The engine runs a background scheduler thread that continuously processes requests from the queue, enabling high throughput and low latency.

Key Features:
  • Context Management: Automatically manages context length with configurable truncation strategies and token reservation.

  • Streaming Support: Efficient incremental decoding with configurable intervals for optimal performance.

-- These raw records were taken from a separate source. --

//! Task-definition manifest assembly
//!
//! The assembler takes a resolved template document and rewrites the
//! containers named in the task-definition config:
//!
//! 1. the template container must exist
//! 2. a configured image is resolved against the build items
//! 3. the environment is recomputed, `STAGE` and `VERSION` forced, and the
//!    list replaced with name-sorted pairs
//! 4. secrets are merged with configured overrides and expanded to ARNs
//!
//! Any failure aborts the whole manifest.

use serde_json::Value;

use crate::context::DeployContext;
use crate::environment::ContainerEnvironmentResolver;
use crate::image::resolve_image;
use crate::resource::ResourceResolver;
use crate::schema::{DeployConfig, TaskDefinitionConfig};
use crate::secrets::merge_secrets;
use crate::substitute::{STAGE, Substitutions};
use crate::template::{KeyValuePair, TaskDefinitionDocument};
use crate::{Error, Result};

/// Name of the per-container application version variable
pub const VERSION: &str = "VERSION";

/// An assembled task definition and where to deploy it
#[derive(Debug, Clone, PartialEq)]
pub struct ResolvedManifest {
    pub document: TaskDefinitionDocument,
    pub task_family: Option<String>,
    pub service_name: Option<String>,
    pub cluster_name: Option<String>,
}

impl ResolvedManifest {
    /// Compact JSON of the document
    pub fn to_json_string(&self) -> Result<String> {
        self.document.to_json_string()
    }
}

/// Assembles manifests for one stage's deploy config
#[derive(Debug, Clone)]
pub struct ManifestAssembler<'a> {
    context: &'a DeployContext,
    config: &'a DeployConfig,
}

impl<'a> ManifestAssembler<'a> {
    pub fn new(context: &'a DeployContext, config: &'a DeployConfig) -> Self {
        Self { context, config }
    }

    fn account_id(&self) -> Result<&'a str> {
        self.config
            .account_id
            .as_deref()
            .ok_or_else(|| Error::missing("accountId", format!("stage {}", self.context.stage)))
    }

    fn region(&self) -> Result<&'a str> {
        self.config
            .region
            .as_deref()
            .ok_or_else(|| Error::missing("region", format!("stage {}", self.context.stage)))
    }

    /// Substitution values for templates of this stage
    pub fn substitutions(&self) -> Result<Substitutions> {
        Ok(self
            .context
            .substitutions()
            .region(self.region()?)
            .account_id(self.account_id()?))
    }

    /// Resolve the template of `target` and assemble it.
    pub async fn assemble_target(
        &self,
        resolver: &ResourceResolver,
        target: &str,
    ) -> Result<ResolvedManifest> {
        let task_definition = self.config.find_task_definition(target)?;
        let template = resolver
            .resolve(&task_definition.template, &self.substitutions()?)
            .await?;
        self.assemble(task_definition, template)
    }

    /// Rewrite `template` according to `task_definition`.
    pub fn assemble(
        &self,
        task_definition: &TaskDefinitionConfig,
        template: Value,
    ) -> Result<ResolvedManifest> {
        let account_id = self.account_id()?;
        let region = self.region()?;
        let target = task_definition.label();

        let mut document = TaskDefinitionDocument::from_value(template)
            .map_err(|e| Error::template(task_definition.template.describe(), e.to_string()))?;
        let environment = ContainerEnvironmentResolver::new(self.context, region, account_id);

        for config in &task_definition.container_definitions {
            let container = document.container_mut(&config.name).ok_or_else(|| {
                Error::ContainerNotFoundInTemplate {
                    container: config.name.clone(),
                    target: target.to_string(),
                }
            })?;

            if let Some(image_ref) = &config.image {
                container.image = Some(resolve_image(
                    image_ref,
                    &self.config.build,
                    account_id,
                    region,
                    &self.context.release,
                )?);
            }

            let mut env = environment.resolve(container, config)?;
            env.insert(STAGE, self.context.stage.as_str());
            if let Some(version) = &self.context.version {
                env.insert(VERSION, version.as_str());
            }
            container.environment = Some(
                env.iter()
                    .map(|(name, value)| KeyValuePair::new(name, value))
                    .collect(),
            );

            let secrets = merge_secrets(container.secrets(), &config.secrets, account_id, region);
            if !secrets.is_empty() || container.secrets.is_some() {
                container.secrets = Some(secrets);
            }

            tracing::debug!(
                task = target,
                container = %config.name,
                image = container.image.as_deref().unwrap_or_default(),
                "Resolved container"
            );
        }

        let task_family = task_definition
            .task_family
            .clone()
            .or_else(|| self.config.task_family.clone())
            .or_else(|| document.family.clone());
        if task_family.is_some() {
            document.family.clone_from(&task_family);
        }

        let manifest = ResolvedManifest {
            document,
            task_family,
            service_name: task_definition
                .service_name
                .clone()
                .or_else(|| self.config.service_name.clone()),
            cluster_name: task_definition
                .cluster_name
                .clone()
                .or_else(|| self.config.cluster_name.clone()),
        };

        tracing::info!(
            task = target,
            family = manifest.task_family.as_deref().unwrap_or_default(),
            containers = task_definition.container_definitions.len(),
            "Assembled task definition"
        );
        Ok(manifest)
    }
}

#[cfg(test)]
mod tests {
    use super::*;
    use crate::schema::{ContainerConfig, TemplateRef};
    use pretty_assertions::assert_eq;
    use serde_json::json;

    fn deploy_config() -> DeployConfig {
        DeployConfig {
            account_id: Some("111".into()),
            region: Some("us-east-1".into()),
            ..Default::default()
        }
    }

    fn task_definition(containers: Vec<ContainerConfig>) -> TaskDefinitionConfig {
        TaskDefinitionConfig {
            name: Some("web".into()),
            target: None,
            task_family: None,
            service_name: None,
            cluster_name: None,
            template: TemplateRef::Location("t.json".into()),
            container_definitions: containers,
        }
    }

    fn container(name: &str) -> ContainerConfig {
        ContainerConfig {
            name: name.into(),
            ..Default::default()
        }
    }

    #[test]
    fn stage_and_version_are_forced() {
        let context = DeployContext::new("/srv", "prod", "r1").with_version("1.2.3");
        let config = deploy_config();
        let manifest = ManifestAssembler::new(&context, &config)
            .assemble(
                &task_definition(vec![container("app")]),
                json!({"containerDefinitions": [{"name": "app", "environment": [{"name": "Z", "value": "1"}]}]}),
            )
            .unwrap();

        let app = manifest.document.container("app").unwrap();
        assert_eq!(
            app.environment(),
            [
                KeyValuePair::new("STAGE", "prod"),
                KeyValuePair::new("VERSION", "1.2.3"),
                KeyValuePair::new("Z", "1"),
            ]
        );
    }

    #[test]
    fn version_is_omitted_when_not_supplied() {
        let context = DeployContext::new("/srv", "prod", "r1");
        let config = deploy_config();
        let manifest = ManifestAssembler::new(&context, &config)
            .assemble(
                &task_definition(vec![container("app")]),
                json!({"containerDefinitions": [{"name": "app"}]}),
            )
            .unwrap();
        let app = manifest.document.container("app").unwrap();
        assert_eq!(app.environment(), [KeyValuePair::new("STAGE", "prod")]);
        assert!(app.secrets.is_none());
    }

    #[test]
    fn unconfigured_containers_are_untouched() {
        let context = DeployContext::new("/srv", "prod", "r1");
        let config = deploy_config();
        let manifest = ManifestAssembler::new(&context, &config)
            .assemble(
                &task_definition(vec![]),
                json!({"containerDefinitions": [{"name": "sidecar", "image": "x"}]}),
            )
            .unwrap();
        assert_eq!(
            manifest.document.to_value().unwrap(),
            json!({"containerDefinitions": [{"name": "sidecar", "image": "x"}]})
        );
    }

    #[test]
    fn missing_region_fails() {
        let context = DeployContext::new("/srv", "prod", "r1");
        let config = DeployConfig {
            region: None,
            ..deploy_config()
        };
        let err = ManifestAssembler::new(&context, &config)
            .assemble(&task_definition(vec![]), json!({}))
            .unwrap_err();
        assert_eq!(err.to_string(), "region not defined (stage prod)");
    }

    #[test]
    fn family_falls_back_to_template() {
        let context = DeployContext::new("/srv", "prod", "r1");
        let config = deploy_config();
        let manifest = ManifestAssembler::new(&context, &config)
            .assemble(&task_definition(vec![]), json!({"family": "from-template"}))
            .unwrap();
        assert_eq!(manifest.task_family.as_deref(), Some("from-template"));
        assert_eq!(manifest.service_name, None);
    }

    #[test]
    fn malformed_template_is_a_resolution_error() {
        let context = DeployContext::new("/srv", "prod", "r1");
        let config = deploy_config();
        let err = ManifestAssembler::new(&context, &config)
            .assemble(&task_definition(vec![]), json!({"containerDefinitions": "nope"}))
            .unwrap_err();
        assert!(matches!(err, Error::TemplateResolution { ref reference, .. } if reference == "t.json"));
    }
}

  • Monitoring: Built-in Prometheus metrics and console monitoring (visualize with Grafana).

Example

>>> # Initialize engine
>>> engine = eSurge(
...     model="model-name",
...     max_model_len=8192,
...     reserve_tokens=800  # Reserve tokens for generation
... )
>>> engine.initiate()
>>>
>>> # Generate with streaming
>>> for output in engine.stream("Tell me a story"):
...     print(output.delta_text, end="", flush=True)
abort_request(request_id: str) None[source]#

Abort an in-progress request.

Marks the request as aborted and signals any waiting threads. The request will be removed from the scheduler queue if still waiting.

Parameters

request_id – ID of the request to abort.

chat(messages: list[dict[str, str]], tools: list[dict] | None = None, sampling_params: easydel.inference.sampling_params.SamplingParams | None = None, request_id: str | None = None, stream: bool = False, chat_template: str | None = None)[source]#

High-level chat interface compatible with vLLM and OpenAI APIs.

Provides a convenient chat-based interface for conversational AI applications. Automatically formats messages using the model’s chat template and handles both streaming and non-streaming responses.

Parameters
  • messages – List of message dictionaries representing the conversation history. Each message must have ‘role’ and ‘content’ keys. Supported roles are typically ‘system’, ‘user’, and ‘assistant’, but may vary by model. Example: [{“role”: “user”, “content”: “Hello!”}]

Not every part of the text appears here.